(Items listed in a dataset)

[Start of section]

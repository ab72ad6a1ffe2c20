// SPDX-License-Identifier: BUSL-1.1
// Copyright (c) 2026 Alfred Jean LLC

use std::time::Duration;

use tokio_util::sync::CancellationToken;

use super::*;
use crate::channel::ChannelConfig;
use crate::fake::ScriptedConnector;

fn pool(size: usize) -> ChannelPool {
    let connector = Arc::new(ScriptedConnector::new(0, |_, stream| async move { drop(stream) }));
    let channels = (0..size)
        .map(|i| {
            Arc::new(Channel::new(
                format!("pool-{i}"),
                connector.clone(),
                ChannelConfig::default(),
                CancellationToken::new(),
            ))
        })
        .collect();
    ChannelPool::new(channels)
}

#[tokio::test]
async fn checkout_hands_out_distinct_channels() {
    let pool = pool(2);

    let a = pool.checkout().await.unwrap();
    let b = pool.checkout().await.unwrap();

    assert_ne!(a.name(), b.name());
    assert_eq!(pool.available(), 0);
}

#[tokio::test]
async fn dropping_the_guard_returns_the_channel() {
    let pool = pool(1);

    let first = pool.checkout().await.unwrap();
    let name = first.name().to_string();
    drop(first);

    assert_eq!(pool.available(), 1);
    assert_eq!(pool.checkout().await.unwrap().name(), name);
}

#[tokio::test(start_paused = true)]
async fn checkout_waits_while_every_channel_is_busy() {
    let pool = Arc::new(pool(1));
    let held = pool.checkout().await.unwrap();

    let waiter = tokio::spawn({
        let pool = pool.clone();
        async move { pool.checkout().await.map(|c| c.name().to_string()) }
    });
    tokio::time::sleep(Duration::from_millis(10)).await;
    assert!(!waiter.is_finished());

    drop(held);
    assert_eq!(waiter.await.unwrap().unwrap(), "pool-0");
}

#[tokio::test]
async fn waiters_are_served_in_arrival_order() {
    let pool = Arc::new(pool(1));
    let held = pool.checkout().await.unwrap();
    let order = Arc::new(Mutex::new(Vec::new()));

    let mut waiters = Vec::new();
    for i in 0..3 {
        let (pool, order) = (pool.clone(), order.clone());
        waiters.push(tokio::spawn(async move {
            let _guard = pool.checkout().await.unwrap();
            order.lock().push(i);
        }));
        tokio::task::yield_now().await;
    }
    drop(held);
    for waiter in waiters {
        waiter.await.unwrap();
    }

    assert_eq!(*order.lock(), vec![0, 1, 2]);
}

#[tokio::test]
async fn closed_pool_rejects_checkout() {
    let pool = pool(1);
    pool.close();

    assert!(matches!(pool.checkout().await, Err(ClientError::Closed)));
}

[End of section]

**THE PROBLEM:** Whenever the word "CancellationToken" shows up in a line of the entries, copy that line.

**RESULT OF THIS EXERCISE:**
use tokio_util::sync::CancellationToken;
                CancellationToken::new(),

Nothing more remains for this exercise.